Crude prices surprisingly fall after extension of oil deal

In the meeting at OPEC headquarters in Vienna, energy ministers from OPEC and non-OPEC countries agreed to extend the oil production cut until March next year.

There are arguments whether the cut needs to be for 6 months or nine months or 12 months.

Oil prices dropped more than 4 percent as the market had been hoping oil producers could reach a last-minute deal to deepen the cuts or extend them further, until mid-2018. Kazakhstan, Mexico and Azerbaijan are among the larger non-member contributors and the deal, Bahree said, underscores the strength of the relationship between OPEC and other producers.What's now for oil price amid OPEC/N-OPEC agreement?Crude oil plunged 5 percent following the announcement, and held its losses early on Friday.

"Indications are that May will even be better than April", said Saudi Arabia Energy Minister, Khalid Al-Falih.

U.S. West Texas intermediate crude futures ended at $2.46 lower, or 4.8 percent, at $48.90 a barrel, breaking below $50 for the first time all week.

Since then, the low oil prices environment has been also costly for US shale oil producers who managed to adapt to the new price setting.

But a rise in output of USA shale oil is likely to offset the effects of the extended deal. WTI-Brent spread was stable on May-2017.

"If anything, the simple extension begs questions about what happens next March and what OPEC's long-term strategy is for combating rising U.S. production and a prolonged global supply glut, to get prices back above $60", he said. A failure to agree on a bigger reduction in supplies caused some disappointment to investors and led to oil prices falling.
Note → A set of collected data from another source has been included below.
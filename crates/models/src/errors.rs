use thiserror::Error;

#[derive(Debug, Error)]
pub enum ModelError {
    #[error("database error: {0}")]
    Db(String),
}
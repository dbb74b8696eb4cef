//! Seed the `items` catalog.
//! Image filenames match the icons `common::env::ensure_uploads_dir` installs.
use sea_orm_migration::prelude::*;

const ITEMS: [(&str, &str); 6] = [
    ("Lâmpadas", "lampadas.svg"),
    ("Pilhas e Baterias", "baterias.svg"),
    ("Papéis e Papelão", "papeis-papelao.svg"),
    ("Resíduos Eletrônicos", "eletronicos.svg"),
    ("Resíduos Orgânicos", "organicos.svg"),
    ("Óleo de Cozinha", "oleo.svg"),
];

#[derive(DeriveMigrationName)]
pub struct Migration;

#[async_trait::async_trait]
impl MigrationTrait for Migration {
    async fn up(&self, manager: &SchemaManager) -> Result<(), DbErr> {
        let mut insert = Query::insert();
        insert.into_table(Item::Table).columns([Item::Title, Item::Image]);
        for (title, image) in ITEMS {
            insert.values_panic([title.into(), image.into()]);
        }
        manager.exec_stmt(insert).await
    }

    async fn down(&self, manager: &SchemaManager) -> Result<(), DbErr> {
        let titles: Vec<&str> = ITEMS.iter().map(|(title, _)| *title).collect();
        let delete = Query::delete()
            .from_table(Item::Table)
            .and_where(Expr::col(Item::Title).is_in(titles))
            .to_owned();
        manager.exec_stmt(delete).await
    }
}

#[derive(DeriveIden)]
enum Item {
    #[sea_orm(iden = "items")]
    Table,
    Title,
    Image,
}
Analysts also said that the OPEC-led production cuts would support a further rise in US output. The deal involving Organization of the Petroleum Exporting Countries members and Russian Federation was widely expected by analysts, but disappointed investors who were hoping for a longer extension. The move also highlights heightened volatility in the oil market. Beyond bloated inventories, one of the main reasons markets have not tightened more has been US oil production, which has soared more than 10 percent since mid-2016 to 9.3 million bpd.

Yergin noted that the USA shale production is profitable at $40 to $50 per barrel today.

Not only did Opec underwhelm the market, many commentators believe curtailment of the cartel's output will be matched by further increases in United States shale production, with the headline output stateside tipped to rise to 10m bpd.